Collected data entries:
^^^^^^^^^^^^^^^^
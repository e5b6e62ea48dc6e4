//! Object store client abstraction
//!
//! The enumeration engine only needs one capability from the object store:
//! fetch a single listing page. [`ObjectStoreClient`] captures that
//! capability behind a trait so the engine can run against the real AWS SDK
//! ([`AwsObjectStore`]) or an in-memory synthetic tree ([`MockObjectStore`])
//! in tests.

use async_trait::async_trait;

use crate::error::ClientResult;

pub mod aws;
pub mod mock;
pub mod types;

pub use aws::AwsObjectStore;
pub use mock::MockObjectStore;
pub use types::{ObjectOwner, ObjectPage, ObjectRecord, PageRequest};

/// Single-page listing capability consumed by the engine.
///
/// Implementations must be safe for concurrent use: every worker calls
/// `list_page` in parallel through one shared instance.
#[async_trait]
pub trait ObjectStoreClient: Send + Sync {
    /// Fetch one listing page for the given request.
    ///
    /// Transport failures are reported as
    /// [`ClientError::Transport`](crate::error::ClientError::Transport) and
    /// retried by the caller according to its retry policy.
    async fn list_page(&self, request: &PageRequest) -> ClientResult<ObjectPage>;
}
//! Instrumentation trigger line.
//!
//! A logic analyser or power profiler watches this line to mark iteration
//! boundaries on its own timeline. The line carries no data, only edges.

use core::time::Duration;

use crate::clock::Clock;

/// Width of the pulse emitted at the start of every iteration.
pub const DEFAULT_PULSE_WIDTH: Duration = Duration::from_millis(50);

/// Abstraction over the digital output driving the trigger.
pub trait TriggerLine {
    fn set_high(&mut self);
    fn set_low(&mut self);
}

impl<T: TriggerLine + ?Sized> TriggerLine for &mut T {
    fn set_high(&mut self) {
        (**self).set_high();
    }

    fn set_low(&mut self) {
        (**self).set_low();
    }
}

/// Drives the line high for `width`, then returns it low.
pub async fn pulse<T, C>(line: &mut T, clock: &mut C, width: Duration)
where
    T: TriggerLine + ?Sized,
    C: Clock + ?Sized,
{
    line.set_high();
    clock.delay(width).await;
    line.set_low();
}
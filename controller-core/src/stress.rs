//! CPU and FPU stress generator for the `Computation` state.
//!
//! The loop keeps integer, single- and double-precision arithmetic units busy
//! with chains seeded from fixed constants so the power signature is
//! reproducible between runs. The numeric results are meaningless; overflow
//! wraps and NaNs propagate without aborting the loop. Every intermediate
//! value passes through [`black_box`] so the chains survive optimisation.

use core::{hint::black_box, time::Duration};

use crate::clock::{Clock, duration_ms, elapsed_ms};

/// Arithmetic rounds executed between clock reads.
pub const ROUNDS_PER_CHECK: u32 = 50;

const INT_SEED: i32 = 1_234_567_890;
const INT_STEP: i32 = 12_345;
const THIRD: f64 = 1.0 / 3.0;
const TWO_THIRDS: f64 = 2.0 / 3.0;

/// Summary of one stress run.
#[derive(Copy, Clone, Debug, Eq, PartialEq)]
pub struct StressReport {
    /// Outer iterations completed (each one is [`ROUNDS_PER_CHECK`] chains).
    pub batches: u32,
    /// Wall-clock time spent in the loop.
    pub elapsed_ms: u64,
}

#[derive(Copy, Clone, Debug)]
struct ArithmeticChain {
    int_value: i32,
    single: f32,
    double: f64,
}

impl ArithmeticChain {
    const fn seeded() -> Self {
        Self {
            int_value: 0,
            single: 0.0,
            double: 0.0,
        }
    }

    #[allow(clippy::cast_possible_truncation)]
    fn round(&mut self) {
        let mut iv = black_box(self.int_value);
        iv = iv.wrapping_add(black_box(INT_SEED));
        iv = iv.wrapping_div(black_box(INT_STEP));
        iv = iv.wrapping_sub(black_box(INT_STEP));
        iv = iv.wrapping_mul(black_box(INT_SEED));
        self.int_value = black_box(iv);

        let f0 = black_box(THIRD as f32);
        let f1 = black_box(TWO_THIRDS as f32);
        let mut fv = black_box(self.single);
        fv += f0;
        fv /= f1;
        fv -= f1;
        fv *= f0;
        fv = libm::powf(fv, THIRD as f32);
        fv += libm::sinf(fv);
        self.single = black_box(fv);

        let d0 = black_box(THIRD);
        let d1 = black_box(TWO_THIRDS);
        let mut dv = black_box(self.double);
        dv += d0;
        dv /= d1;
        dv -= d1;
        dv *= d0;
        dv = libm::pow(dv, THIRD);
        dv += libm::sin(dv);
        self.double = black_box(dv);
    }
}

/// Runs the stress loop until at least `duration` has elapsed on `clock`.
pub fn run_stress<C: Clock + ?Sized>(clock: &C, duration: Duration) -> StressReport {
    run_chain(ArithmeticChain::seeded(), clock, duration)
}

fn run_chain<C: Clock + ?Sized>(
    mut chain: ArithmeticChain,
    clock: &C,
    duration: Duration,
) -> StressReport {
    let budget = duration_ms(duration);
    let mut batches = 0u32;
    let started = clock.now_ms();

    loop {
        for _ in 0..ROUNDS_PER_CHECK {
            chain.round();
        }
        batches = batches.wrapping_add(1);

        let elapsed = elapsed_ms(started, clock.now_ms());
        if elapsed >= budget {
            black_box(chain);
            return StressReport {
                batches,
                elapsed_ms: elapsed,
            };
        }
    }
}

#[cfg(test)]
mod tests {
    use core::cell::Cell;

    use super::*;

    struct SteppingClock {
        now: Cell<u64>,
        step: u64,
    }

    impl Clock for SteppingClock {
        fn now_ms(&self) -> u64 {
            let value = self.now.get();
            self.now.set(value + self.step);
            value
        }

        async fn delay(&mut self, duration: Duration) {
            self.now.set(self.now.get() + duration_ms(duration));
        }
    }

    #[test]
    fn loop_exits_once_duration_has_elapsed() {
        let clock = SteppingClock {
            now: Cell::new(0),
            step: 100,
        };
        let report = run_stress(&clock, Duration::from_millis(3_000));
        assert_eq!(report.elapsed_ms, 3_000);
        assert_eq!(report.batches, 30);
    }

    #[test]
    fn zero_duration_runs_a_single_batch() {
        let clock = SteppingClock {
            now: Cell::new(5),
            step: 0,
        };
        let report = run_stress(&clock, Duration::ZERO);
        assert_eq!(report.batches, 1);
        assert_eq!(report.elapsed_ms, 0);
    }

    #[test]
    fn poisoned_chain_still_exits_on_schedule() {
        let clock = SteppingClock {
            now: Cell::new(0),
            step: 250,
        };
        let poisoned = ArithmeticChain {
            int_value: i32::MIN,
            single: f32::NAN,
            double: f64::NAN,
        };
        let report = run_chain(poisoned, &clock, Duration::from_millis(1_000));
        assert_eq!(report.batches, 4);
        assert_eq!(report.elapsed_ms, 1_000);

        let mut chain = poisoned;
        chain.round();
        assert!(chain.single.is_nan());
        assert!(chain.double.is_nan());
    }
}
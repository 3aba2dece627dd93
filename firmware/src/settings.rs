//! Build-time overrides for the benchmark configuration.
//!
//! The bench has no console input, so deployment details are baked in when
//! the image is compiled:
//!
//! | Variable | Example |
//! |---|---|
//! | `BENCH_WIFI_SSID` | `lab-ap` |
//! | `BENCH_WIFI_PASSWORD` | `hunter22` |
//! | `BENCH_DOWNLOAD_PEER` | `192.168.0.10:19` |
//! | `BENCH_UPLOAD_PEER` | `192.168.0.10:9` |
//! | `BENCH_RESTART_POLICY` | `hold` or `wrap` |
//! | `BENCH_ASSOCIATION_TIMEOUT_MS` | `15000` |
//!
//! Anything left unset keeps the [`BenchConfig`] default.

use core::{fmt, time::Duration};

use controller_core::{
    BenchConfig, RestartPolicy,
    config::ConfigError,
    cursor::UnknownRestartPolicy,
    network::{AssociationPolicy, Endpoint, EndpointParseError, WifiCredentials},
};

/// Raw override strings as captured at compile time.
#[derive(Copy, Clone, Debug, Default, Eq, PartialEq)]
pub struct BuildOverrides {
    pub ssid: Option<&'static str>,
    pub password: Option<&'static str>,
    pub download_peer: Option<&'static str>,
    pub upload_peer: Option<&'static str>,
    pub restart_policy: Option<&'static str>,
    pub association_timeout_ms: Option<&'static str>,
}

impl BuildOverrides {
    pub const fn from_build_env() -> Self {
        Self {
            ssid: option_env!("BENCH_WIFI_SSID"),
            password: option_env!("BENCH_WIFI_PASSWORD"),
            download_peer: option_env!("BENCH_DOWNLOAD_PEER"),
            upload_peer: option_env!("BENCH_UPLOAD_PEER"),
            restart_policy: option_env!("BENCH_RESTART_POLICY"),
            association_timeout_ms: option_env!("BENCH_ASSOCIATION_TIMEOUT_MS"),
        }
    }

    /// Applies the overrides on top of the defaults and validates the result.
    pub fn resolve(&self) -> Result<BenchConfig<'static>, SettingsError> {
        let defaults = BenchConfig::default();
        let credentials = WifiCredentials::new(
            self.ssid.unwrap_or(defaults.credentials.ssid),
            self.password.unwrap_or(defaults.credentials.password),
        );

        let mut config = BenchConfig::new(credentials);

        if let Some(peer) = self.download_peer {
            let peer = parse_peer(peer).map_err(SettingsError::DownloadPeer)?;
            config = config.with_download_peer(peer);
        }
        if let Some(peer) = self.upload_peer {
            let peer = parse_peer(peer).map_err(SettingsError::UploadPeer)?;
            config = config.with_upload_peer(peer);
        }
        if let Some(policy) = self.restart_policy {
            let policy = policy
                .parse::<RestartPolicy>()
                .map_err(SettingsError::RestartPolicy)?;
            config = config.with_restart_policy(policy);
        }
        if let Some(timeout) = self.association_timeout_ms {
            config = config.with_association(parse_association(timeout)?);
        }

        config.validate().map_err(SettingsError::Config)?;
        Ok(config)
    }
}

fn parse_peer(value: &str) -> Result<Endpoint, EndpointParseError> {
    value.parse()
}

/// `0` means wait forever, matching the default.
fn parse_association(value: &str) -> Result<AssociationPolicy, SettingsError> {
    let millis: u64 = value
        .trim()
        .parse()
        .map_err(|_| SettingsError::AssociationTimeout)?;
    Ok(match millis {
        0 => AssociationPolicy::Unbounded,
        millis => AssociationPolicy::Timeout(Duration::from_millis(millis)),
    })
}

/// Override that could not be applied.
#[derive(Copy, Clone, Debug, Eq, PartialEq)]
pub enum SettingsError {
    DownloadPeer(EndpointParseError),
    UploadPeer(EndpointParseError),
    RestartPolicy(UnknownRestartPolicy),
    AssociationTimeout,
    Config(ConfigError),
}

impl fmt::Display for SettingsError {
    fn fmt(&self, f: &mut fmt::Formatter<'_>) -> fmt::Result {
        match self {
            SettingsError::DownloadPeer(error) => write!(f, "BENCH_DOWNLOAD_PEER: {error}"),
            SettingsError::UploadPeer(error) => write!(f, "BENCH_UPLOAD_PEER: {error}"),
            SettingsError::RestartPolicy(error) => write!(f, "BENCH_RESTART_POLICY: {error}"),
            SettingsError::AssociationTimeout => {
                f.write_str("BENCH_ASSOCIATION_TIMEOUT_MS: expected milliseconds")
            }
            SettingsError::Config(error) => write!(f, "{error}"),
        }
    }
}
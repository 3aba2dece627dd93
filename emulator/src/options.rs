use std::path::PathBuf;
use std::time::Duration;

use controller_core::RestartPolicy;
use controller_core::config::DEFAULT_DWELL;
use controller_core::network::Endpoint;
use controller_core::network::probe::TRANSFER_BUDGET;

pub const USAGE: &str = "Usage: power-bench-emulator [--cycles <n>] [--cursor <path>] \
[--download <ip:port>] [--upload <ip:port>] [--restart-policy <hold|wrap>] \
[--dwell-ms <ms>] [--budget <bytes>] [--transcript <path>] [--resume]";

const DEFAULT_CURSOR_PATH: &str = "target/power-bench/cursor.bin";
const DEFAULT_TRANSCRIPT_PATH: &str = "target/power-bench/emulator.log";

#[derive(Clone, Debug, PartialEq, Eq)]
pub struct EmulatorOptions {
    /// Number of passes through `Reset` before exiting; zero runs forever.
    pub cycles: u32,
    pub cursor_path: PathBuf,
    /// `None` starts a loopback character generator.
    pub download: Option<Endpoint>,
    /// `None` starts a loopback discard sink.
    pub upload: Option<Endpoint>,
    pub restart_policy: RestartPolicy,
    pub dwell: Duration,
    pub budget: usize,
    pub transcript_path: PathBuf,
    /// Continue from the cursor file instead of powering on fresh.
    pub resume: bool,
}

impl Default for EmulatorOptions {
    fn default() -> Self {
        Self {
            cycles: 1,
            cursor_path: PathBuf::from(DEFAULT_CURSOR_PATH),
            download: None,
            upload: None,
            restart_policy: RestartPolicy::default(),
            dwell: DEFAULT_DWELL,
            budget: TRANSFER_BUDGET,
            transcript_path: PathBuf::from(DEFAULT_TRANSCRIPT_PATH),
            resume: false,
        }
    }
}

impl EmulatorOptions {
    pub fn runs_forever(&self) -> bool {
        self.cycles == 0
    }
}

pub fn parse_args<I>(args: I) -> Result<EmulatorOptions, String>
where
    I: IntoIterator<Item = String>,
{
    let mut options = EmulatorOptions::default();
    let mut args = args.into_iter();

    while let Some(arg) = args.next() {
        let (flag, inline) = match arg.split_once('=') {
            Some((flag, value)) => (flag.to_string(), Some(value.to_string())),
            None => (arg, None),
        };
        let mut value = || {
            inline
                .clone()
                .or_else(|| args.next())
                .ok_or_else(|| format!("Expected value after {flag}"))
        };

        match flag.as_str() {
            "--resume" if inline.is_none() => options.resume = true,
            "--cycles" => options.cycles = parse_number(&flag, &value()?)?,
            "--cursor" => options.cursor_path = PathBuf::from(value()?),
            "--download" => options.download = Some(parse_endpoint(&flag, &value()?)?),
            "--upload" => options.upload = Some(parse_endpoint(&flag, &value()?)?),
            "--restart-policy" => {
                options.restart_policy = value()?
                    .parse::<RestartPolicy>()
                    .map_err(|err| format!("{flag}: {err}"))?;
            }
            "--dwell-ms" => options.dwell = Duration::from_millis(parse_number(&flag, &value()?)?),
            "--budget" => options.budget = parse_number(&flag, &value()?)?,
            "--transcript" => options.transcript_path = PathBuf::from(value()?),
            other => return Err(format!("Unknown argument `{other}`")),
        }
    }

    Ok(options)
}

fn parse_number<T: std::str::FromStr>(flag: &str, value: &str) -> Result<T, String> {
    value
        .parse()
        .map_err(|_| format!("{flag}: expected a number, got `{value}`"))
}

fn parse_endpoint(flag: &str, value: &str) -> Result<Endpoint, String> {
    value.parse().map_err(|err| format!("{flag}: {err}"))
}
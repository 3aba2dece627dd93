use std::io::{self, ErrorKind};
use std::rc::Rc;
use std::thread;
use std::time::Instant;

use controller_core::network::{Endpoint, WifiCredentials};
use controller_core::telemetry::BenchEvent;
use controller_core::transition::{Halt, PowerControl};
use controller_core::{BenchConfig, Board, PowerController, Step};
use embassy_futures::block_on;

use crate::host::{
    ConsoleTrigger, HostClock, HostPower, SIMULATED_ASSOCIATION, SimulatedLink, TcpTransport,
};
use crate::options::EmulatorOptions;
use crate::peers::{spawn_chargen, spawn_discard};
use crate::retained::{FileCursor, Launch, open_cursor};
use crate::transcript::{SharedTranscript, Transcript, TranscriptRole, TranscriptSink};

const EMULATOR_SSID: &str = "power-bench-emulator";
const EMULATOR_PASSWORD: &str = "emulated";

pub type HostBoard = Board<HostClock, ConsoleTrigger, SimulatedLink, TcpTransport, HostPower>;

pub struct Session {
    options: EmulatorOptions,
    transcript: SharedTranscript,
    started_at: Instant,
}

impl Session {
    pub fn new(options: EmulatorOptions) -> io::Result<Self> {
        let started_at = Instant::now();
        let transcript = Transcript::open(&options.transcript_path, started_at)?.shared();
        Ok(Self {
            options,
            transcript,
            started_at,
        })
    }

    pub fn run(&mut self) -> io::Result<()> {
        let config = self.config()?;
        let launch = Launch::detect(self.options.resume);
        let mut cursor = open_cursor(&self.options.cursor_path, launch)?;
        let mut sink = TranscriptSink::new(Rc::clone(&self.transcript));
        let board = self.board();

        self.note(&format!(
            "{launch:?} launch, cursor {} ({} restart policy), download {}, upload {}",
            cursor.cell().path().display(),
            config.restart_policy,
            config.download_peer,
            config.upload_peer,
        ));

        if self.options.runs_forever() {
            let mut controller = PowerController::new(config, cursor, board);
            controller.boot(&mut sink);
            loop {
                if let Step::Halt(halt) = block_on(controller.step(&mut sink)) {
                    controller.board_mut().power.enter(halt);
                }
            }
        }

        self.run_cycles(config, &mut cursor, board, &mut sink)?;
        self.summarize(&sink);
        self.transcript.borrow_mut().flush()
    }

    fn config(&self) -> io::Result<BenchConfig<'static>> {
        let download = match self.options.download {
            Some(endpoint) => endpoint,
            None => self.start_peer("chargen", spawn_chargen)?,
        };
        let upload = match self.options.upload {
            Some(endpoint) => endpoint,
            None => self.start_peer("discard", spawn_discard)?,
        };

        let config = BenchConfig::new(WifiCredentials::new(EMULATOR_SSID, EMULATOR_PASSWORD))
            .with_dwell(self.options.dwell)
            .with_transfer_budget(self.options.budget)
            .with_download_peer(download)
            .with_upload_peer(upload)
            .with_restart_policy(self.options.restart_policy);
        config
            .validate()
            .map_err(|err| io::Error::new(ErrorKind::InvalidInput, err.to_string()))?;
        Ok(config)
    }

    fn start_peer(&self, name: &str, spawn: fn() -> io::Result<Endpoint>) -> io::Result<Endpoint> {
        let endpoint = spawn()?;
        self.note(&format!("loopback {name} peer listening on {endpoint}"));
        Ok(endpoint)
    }

    fn board(&self) -> HostBoard {
        Board::new(
            HostClock::new(self.started_at),
            ConsoleTrigger::new(Rc::clone(&self.transcript)),
            SimulatedLink::new(Rc::clone(&self.transcript), SIMULATED_ASSOCIATION),
            TcpTransport::new(),
            HostPower::new(Rc::clone(&self.transcript)),
        )
    }

    /// Runs boots back to back until `cycles` restarts have happened.
    ///
    /// Deep sleep and restart drop the controller and rebuild it from the
    /// cursor file, the same way a real boot would.
    fn run_cycles(
        &self,
        config: BenchConfig<'_>,
        cursor: &mut FileCursor,
        mut board: HostBoard,
        sink: &mut TranscriptSink,
    ) -> io::Result<()> {
        let mut completed = 0;
        let mut boots = 0u32;

        while completed < self.options.cycles {
            let mut controller = PowerController::new(config, &mut *cursor, board);
            controller.boot(sink);
            let halt = loop {
                if let Step::Halt(halt) = block_on(controller.step(sink)) {
                    break halt;
                }
            };
            board = controller.into_parts().1;
            boots += 1;

            match halt {
                Halt::DeepSleep(wake) => {
                    self.note(&format!("simulated deep sleep, {wake}"));
                    thread::sleep(wake.duration());
                }
                Halt::Restart => {
                    completed += 1;
                    self.note(&format!("simulated restart ({completed}/{})", self.options.cycles));
                }
            }

            if let Some(err) = cursor.cell_mut().take_error() {
                return Err(err);
            }
            if let Some(err) = self.transcript.borrow_mut().take_error() {
                return Err(err);
            }
        }

        self.note(&format!("{completed} cycle(s) over {boots} boot(s)"));
        Ok(())
    }

    fn summarize(&self, sink: &TranscriptSink) {
        for event in sink.history().events() {
            if let BenchEvent::ProbeFinished(report) = event {
                self.note(&format!(
                    "{} summary: {} bytes in {} ms, {}",
                    report.kind,
                    report.transferred,
                    report.elapsed_ms,
                    report.throughput()
                ));
            }
        }
    }

    fn note(&self, line: &str) {
        self.transcript.borrow_mut().note(TranscriptRole::Host, line);
    }
}
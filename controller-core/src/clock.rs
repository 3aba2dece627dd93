//! Monotonic time source abstraction.

use core::time::Duration;

/// Millisecond tick source plus a cooperative delay.
#[allow(async_fn_in_trait)]
pub trait Clock {
    /// Milliseconds since an arbitrary epoch; never decreases within one boot.
    fn now_ms(&self) -> u64;

    /// Suspends the caller for `duration`.
    async fn delay(&mut self, duration: Duration);
}

impl<C: Clock + ?Sized> Clock for &mut C {
    fn now_ms(&self) -> u64 {
        (**self).now_ms()
    }

    async fn delay(&mut self, duration: Duration) {
        (**self).delay(duration).await;
    }
}

/// Milliseconds between two readings, saturating at zero.
pub const fn elapsed_ms(start: u64, end: u64) -> u64 {
    end.saturating_sub(start)
}

/// Whole milliseconds in `duration`, saturating at `u64::MAX`.
pub fn duration_ms(duration: Duration) -> u64 {
    u64::try_from(duration.as_millis()).unwrap_or(u64::MAX)
}

#[cfg(test)]
mod tests {
    use super::*;

    #[test]
    fn elapsed_saturates_when_clock_appears_to_run_backwards() {
        assert_eq!(elapsed_ms(10, 25), 15);
        assert_eq!(elapsed_ms(25, 10), 0);
    }

    #[test]
    fn duration_conversion_truncates_to_whole_milliseconds() {
        assert_eq!(duration_ms(Duration::from_micros(3_000_999)), 3_000);
        assert_eq!(duration_ms(Duration::MAX), u64::MAX);
    }
}
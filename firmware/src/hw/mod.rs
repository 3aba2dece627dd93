//! esp-hal bindings for the controller traits.

mod wifi;

use core::{
    ptr,
    sync::atomic::{AtomicBool, Ordering},
    time::Duration,
};

use controller_core::{
    clock::Clock,
    cursor::{RetainedCell, RetainedCursor},
    sequence::WakeTimer,
    transition::PowerControl,
    trigger::TriggerLine,
};
use embassy_time::{Instant, Timer};
use esp_hal::{
    gpio::Output,
    rtc_cntl::{Rtc, SocResetReason, sleep::TimerWakeupSource},
    system,
};

pub use wifi::{EspTransport, EspWifiLink, SOCKET_BUFFER};

/// Monotonic time from the embassy time driver.
#[derive(Copy, Clone, Debug, Default)]
pub struct EspClock;

impl Clock for EspClock {
    fn now_ms(&self) -> u64 {
        Instant::now().as_millis()
    }

    async fn delay(&mut self, duration: Duration) {
        let micros = u64::try_from(duration.as_micros()).unwrap_or(u64::MAX);
        Timer::after_micros(micros).await;
    }
}

/// Push-pull output the power profiler watches.
pub struct TriggerPin {
    pin: Output<'static>,
}

impl TriggerPin {
    /// The pin should be configured low so the first edge is a rise.
    pub fn new(pin: Output<'static>) -> Self {
        Self { pin }
    }
}

impl TriggerLine for TriggerPin {
    fn set_high(&mut self) {
        self.pin.set_high();
    }

    fn set_low(&mut self) {
        self.pin.set_low();
    }
}

#[esp_hal::ram(unstable(rtc_fast, persistent))]
static mut CURSOR_WORD: u32 = 0;

static CURSOR_CLAIMED: AtomicBool = AtomicBool::new(false);

/// The retained cursor word in RTC fast memory.
///
/// Survives deep sleep and software reset. Contents after a power-on reset
/// are undefined, which the cursor tag takes care of.
pub struct RtcCell {
    _claimed: (),
}

impl RtcCell {
    /// Hands out the cell once per boot.
    pub fn claim() -> Option<Self> {
        if CURSOR_CLAIMED.swap(true, Ordering::AcqRel) {
            None
        } else {
            Some(Self { _claimed: () })
        }
    }
}

impl RetainedCell for RtcCell {
    fn read_word(&self) -> u32 {
        // SAFETY: only the claimed `RtcCell` touches the word, and a 32-bit
        // aligned volatile access is a single load on Xtensa.
        unsafe { ptr::read_volatile(&raw const CURSOR_WORD) }
    }

    fn write_word(&mut self, word: u32) {
        // SAFETY: see `read_word`.
        unsafe { ptr::write_volatile(&raw mut CURSOR_WORD, word) }
    }
}

pub type RtcCursor = RetainedCursor<RtcCell>;

/// Builds the cursor store for this boot.
///
/// A chip power-on leaves RTC memory in an arbitrary state, so the word is
/// cleared rather than trusted to fail the tag check.
pub fn boot_cursor(cell: RtcCell, reset: Option<SocResetReason>) -> RtcCursor {
    let mut cursor = RetainedCursor::new(cell);
    if matches!(reset, Some(SocResetReason::ChipPowerOn) | None) {
        cursor.force_cold_boot();
    }
    cursor
}

/// Sleep and restart through the RTC controller.
pub struct EspPower {
    rtc: Rtc<'static>,
}

impl EspPower {
    pub fn new(rtc: Rtc<'static>) -> Self {
        Self { rtc }
    }
}

impl PowerControl for EspPower {
    async fn light_sleep(&mut self, wake: WakeTimer) {
        let timer = TimerWakeupSource::new(wake.duration());
        self.rtc.sleep_light(&[&timer]);
    }

    fn deep_sleep(&mut self, wake: WakeTimer) -> ! {
        let timer = TimerWakeupSource::new(wake.duration());
        self.rtc.sleep_deep(&[&timer])
    }

    fn restart(&mut self) -> ! {
        system::software_reset()
    }
}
^^^^^^^^^^^^^^^^
Problem statement -
Search the data above for the string "AtomicBool" and report each line that holds it.

Result of this exercise -
    sync::atomic::{AtomicBool, Ordering},
static CURSOR_CLAIMED: AtomicBool = AtomicBool::new(false);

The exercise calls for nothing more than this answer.